32-Bit Unified Adder/Subtractor Module

Functional Overview

The 32-Bit Unified Adder/Subtractor (AdderSub32) handles signed and unsigned addition and subtraction within the execution path. The module unifies both operations into a single 32-bit adder network rather than duplicating hardware structures.

To perform subtraction, the circuit converts the subtrahend into its two's complement form using a parallel bitwise one's complement inversion layer and a decoupled carry-in control path. This architecture processes subtraction natively and maintains modularity for cascading multi-word operations.

Architectural Mechanics & Exterior Two's Complement Execution

To evaluate subtraction ($A - B$), the arithmetic path implements the standard two's complement identity:

\[A - B = A + \overline{B} + 1\]

The hardware separates the bitwise logical negation phase from the final mathematical carry increment step:

The Programmable Inverter Array: A single 32-bit wide XOR gate array serves as a conditional bitwise inverter on the $B$ operand path.
When Sub = 0, the XOR gates act as transparent buffers, passing the operand unmodified ($B \oplus 0 = B$) to execute standard addition.
When Sub = 1, the XOR gates dynamically invert the bits ($B \oplus 1 = \overline{B}$), fulfilling the one's complement inversion required for subtraction.
Decoupled Carry-In Path: The carry-in ($C_{\text{in}}$) pin of the internal 32-bit ripple chain passes directly to the baseline bit stage ($Bit_0$) without modification or logical masking.

Operational Mapping (Caller Responsibilities)

Because the internal carry path is transparent, the external calling control logic coordinates standalone and multi-word cascaded executions:

Standalone Addition: The control unit drives Sub = 0 and Cin = 0.
Standalone Subtraction: The control unit drives Sub = 1 and routes the same control signal into Cin = 1, satisfying the $+1$ requirement for two's complement mathematical validity.
Multi-Word Cascading (64-Bit Precision): The upper-significant 32-bit module sets its Sub line to match the global operation type, while its Cin line directly captures the raw, unmodified Cout cascading from the lower-significant 32-bit module.
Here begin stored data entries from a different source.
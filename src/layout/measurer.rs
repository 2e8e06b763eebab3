use crate::core::types::Size;

/// Text measurement seam. Shaping lives in the host toolkit.
pub trait LabelMeasurer {
    fn measure(&self, text: &str, font_size: f64) -> Size;
}

impl<M: LabelMeasurer + ?Sized> LabelMeasurer for &M {
    fn measure(&self, text: &str, font_size: f64) -> Size {
        (**self).measure(text, font_size)
    }
}

/// Deterministic, backend-independent estimate from character classes.
#[derive(Debug, Clone, Copy, PartialEq)]
pub struct ApproximateLabelMeasurer {
    pub line_height_ratio: f64,
}

impl Default for ApproximateLabelMeasurer {
    fn default() -> Self {
        Self {
            line_height_ratio: 1.2,
        }
    }
}

fn char_width_units(ch: char) -> f64 {
    match ch {
        '0'..='9' => 0.62,
        '.' | ',' | ':' | '/' => 0.34,
        '-' | '+' | '%' => 0.42,
        ' ' => 0.33,
        _ => 0.58,
    }
}

impl LabelMeasurer for ApproximateLabelMeasurer {
    fn measure(&self, text: &str, font_size: f64) -> Size {
        if text.is_empty() || !font_size.is_finite() || font_size <= 0.0 {
            return Size::new(0.0, 0.0);
        }
        let lines = text.lines().count().max(1);
        let widest = text
            .lines()
            .map(|line| line.chars().map(char_width_units).sum::<f64>())
            .fold(0.0, f64::max);
        Size::new(
            (widest * font_size).max(font_size),
            lines as f64 * font_size * self.line_height_ratio,
        )
    }
}

#[cfg(test)]
mod tests {
    use super::{ApproximateLabelMeasurer, LabelMeasurer};

    #[test]
    fn digits_are_wider_than_separators() {
        let measurer = ApproximateLabelMeasurer::default();
        let digits = measurer.measure("1000", 10.0);
        let separated = measurer.measure("1,0.0", 10.0);
        assert!(digits.width > 24.0 && digits.width < 25.0);
        assert!(separated.width < digits.width + 6.2);
    }

    #[test]
    fn multi_line_text_stacks_height() {
        let size = ApproximateLabelMeasurer::default().measure("Jan\n2024", 10.0);
        assert!((size.height - 24.0).abs() < 1e-9);
    }

    #[test]
    fn empty_text_has_no_extent() {
        let size = ApproximateLabelMeasurer::default().measure("", 12.0);
        assert_eq!(size.width, 0.0);
    }
}
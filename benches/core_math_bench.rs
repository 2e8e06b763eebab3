use chart_kit::core::axis::{Axis, AxisConfig, AxisId};
use chart_kit::core::column_series::side_by_side_info;
use chart_kit::core::fast_series::project_points;
use chart_kit::core::segment_builder::{SegmentContext, create_segments, layout_segments};
use chart_kit::core::{
    DoubleRange, Rect, Series, SeriesConfig, SeriesId, SeriesKind, SeriesPoint, SeriesTransform,
};
use chart_kit::{ChartArea, ChartAreaConfig};
use criterion::{Criterion, criterion_group, criterion_main};
use std::hint::black_box;

const PLOT: Rect = Rect::new(60.0, 10.0, 1_800.0, 1_000.0);

fn axis(id: usize, is_vertical: bool, range: DoubleRange) -> Axis {
    let mut axis = Axis::new(AxisId(id), AxisConfig::numeric(format!("axis-{id}")), is_vertical);
    axis.update_range(range, PLOT.size());
    axis.set_rendered_rect(PLOT);
    axis
}

fn bench_value_point_round_trip(c: &mut Criterion) {
    let axis = axis(0, false, DoubleRange::new(0.0, 10_000.0));

    c.bench_function("value_point_round_trip", |b| {
        b.iter(|| {
            let px = axis.value_to_point(black_box(4_321.123));
            black_box(axis.point_to_value(px))
        })
    });
}

fn bench_project_points_100k(c: &mut Criterion) {
    let x_axis = axis(0, false, DoubleRange::new(0.0, 100_000.0));
    let y_axis = axis(1, true, DoubleRange::new(-1.0, 1.0));
    let transform = SeriesTransform::cartesian(&x_axis, &y_axis);

    let x_values: Vec<f64> = (0..100_000).map(f64::from).collect();
    let y_values: Vec<f64> = x_values.iter().map(|x| (x * 0.001).sin()).collect();

    c.bench_function("project_points_100k", |b| {
        b.iter(|| project_points(&transform, black_box(&x_values), black_box(&y_values)))
    });
}

fn bench_candle_segments_10k(c: &mut Criterion) {
    let points: Vec<SeriesPoint> = (0..10_000)
        .map(|i| {
            let t = f64::from(i);
            let open = 100.0 + t * 0.05;
            let close = if i % 2 == 0 { open + 1.0 } else { open - 1.0 };
            let low = open.min(close) - 0.75;
            let high = open.max(close) + 0.75;
            SeriesPoint::ohlc(t, open, high, low, close)
        })
        .collect();
    let mut series = Series::new(SeriesId(0), SeriesConfig::new("candles", SeriesKind::candle()));
    series.set_points(points);
    series.prepare_values(None);
    series.update_ranges(false);

    let x_axis = axis(0, false, series.x_range());
    let y_axis = axis(1, true, series.y_range());
    let ctx = SegmentContext::cartesian(
        SeriesTransform::cartesian(&x_axis, &y_axis),
        side_by_side_info(0, 1, 0.8, 0.0, 1.0),
    );

    c.bench_function("candle_segments_10k", |b| {
        b.iter(|| {
            let mut segments = create_segments(black_box(&series));
            layout_segments(series.kind(), &mut segments, &ctx);
            segments
        })
    });
}

fn bench_chart_area_update_2k(c: &mut Criterion) {
    let config = ChartAreaConfig::new(chart_kit::core::Size::new(1_600.0, 900.0));
    let mut area = ChartArea::new(config).expect("valid config");
    let id = area
        .add_series(SeriesConfig::new("line", SeriesKind::line()))
        .expect("add series");
    let points = (0..2_000)
        .map(|i| SeriesPoint::xy(f64::from(i), (f64::from(i) * 0.01).cos() * 50.0))
        .collect();
    area.set_series_points(id, points).expect("set points");

    c.bench_function("chart_area_update_2k", |b| b.iter(|| area.update()));
}

criterion_group!(
    benches,
    bench_value_point_round_trip,
    bench_project_points_100k,
    bench_candle_segments_10k,
    bench_chart_area_update_2k
);
criterion_main!(benches);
Intended Operation	`Sub` Line	Ext `Cin`	XOR Array ($B$)	Internal $C_0$	True Arithmetic Expression
ADD (Standalone)	`0`	`0`	Unchanged ($B$)	`0`	$A + B + 0$
ADC (64-bit Add Chain)	`0`	`1`	Unchanged ($B$)	`1`	$A + B + 1$
SUB (Standalone)	`1`	`1`	Inverted ($\overline{B}$)	`1`	$A + \overline{B} + 1$
SBB (64-bit Sub Chain)	`1`	$Cout_{\text{low}}$	Inverted ($\overline{B}$)	$Cout_{\text{low}}$	$A + \overline{B} + Cout_{\text{low}}$

Interface Specifications

Input Signals

Pin Name	Bit Width	Direction	Functional Description
`A[31:0]`	32	Input	Word-level Augend/Minuend vector.
`B[31:0]`	32	Input	Word-level Addend/Subtrahend vector.
`Sub`	1	Input	Operational control signal (`0` = Pass $B$ raw, `1` = Invert $B$ bitwise).
`Cin`	1	Input	Carry-in stream routed straight to the baseline bit layer ($Bit_0$).

Output Signals

Pin Name	Bit Width	Direction	Functional Description
`Result[31:0]`	32	Output	Word-level arithmetic transformation output vector.
`Cout`	1	Output	Final carry-out trailing from the highest bit layer ($Bit_{31}$).

Mathematical & Structural Formulation

The internal core maps a linear structural progression. For any bit index $i$ in the 32-bit vector array, the localized equations match the hardware constraints of the instantiated Full Adder cell:

\[\text{Sum}_i = A_i \oplus B'_i \oplus C_i$$ $$C_{i+1} = (A_i \cdot B'_i) + (B'_i \cdot C_i) + (A_i \cdot C_i)\]

Where:

$B'_i = B_i \oplus \text{Sub}$
$C_0 = \text{Cin}$
$C_{32} = \text{Cout}$

Hardware Optimization Analysis (XOR vs. MUX)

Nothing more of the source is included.